[Stored data entries]
•••••

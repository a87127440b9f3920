use std::panic::{catch_unwind, AssertUnwindSafe};
use std::sync::Arc;

use serde_json::Value;

use crate::observable::Promise;

/// A validator's verdict for one value.
///
/// `Value::Null` is valid; any other value is the error published under the
/// field's key. Asynchronous validators hand back a pending [`Promise`] and
/// settle it whenever they finish.
pub enum Validation {
    Ready(Value),
    Pending(Promise<Value>),
}

impl Validation {
    pub fn valid() -> Self {
        Validation::Ready(Value::Null)
    }

    pub fn invalid(error: impl Into<Value>) -> Self {
        Validation::Ready(error.into())
    }

    pub fn pending(promise: Promise<Value>) -> Self {
        Validation::Pending(promise)
    }
}

impl From<Value> for Validation {
    fn from(value: Value) -> Self {
        Validation::Ready(value)
    }
}

impl From<Promise<Value>> for Validation {
    fn from(promise: Promise<Value>) -> Self {
        Validation::Pending(promise)
    }
}

pub(crate) type ValidatorFn = Arc<dyn Fn(&Value, &Value) -> Validation + Send + Sync>;
pub(crate) type GetFn = Arc<dyn Fn(&Value) -> Value + Send + Sync>;
pub(crate) type SetFn = Arc<dyn Fn(&Value, &Value) -> Value + Send + Sync>;

/// Run a validator, containing panics: the payload becomes the error value,
/// exactly like a rejection.
pub(crate) fn run_validator(validator: &ValidatorFn, value: &Value, state: &Value) -> Validation {
    match catch_unwind(AssertUnwindSafe(|| validator(value, state))) {
        Ok(validation) => validation,
        Err(payload) => Validation::Ready(Value::String(panic_message(payload))),
    }
}

fn panic_message(payload: Box<dyn std::any::Any + Send>) -> String {
    if let Some(message) = payload.downcast_ref::<&str>() {
        (*message).to_string()
    } else if let Some(message) = payload.downcast_ref::<String>() {
        message.clone()
    } else {
        "validator panicked".to_string()
    }
}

•••••

■ WHAT YOU HAVE TO DO:
Report each line above containing the string "error".

■ RESPONSE BELOW:
/// `Value::Null` is valid; any other value is the error published under the
    pub fn invalid(error: impl Into<Value>) -> Self {
        Validation::Ready(error.into())
/// Run a validator, containing panics: the payload becomes the error value,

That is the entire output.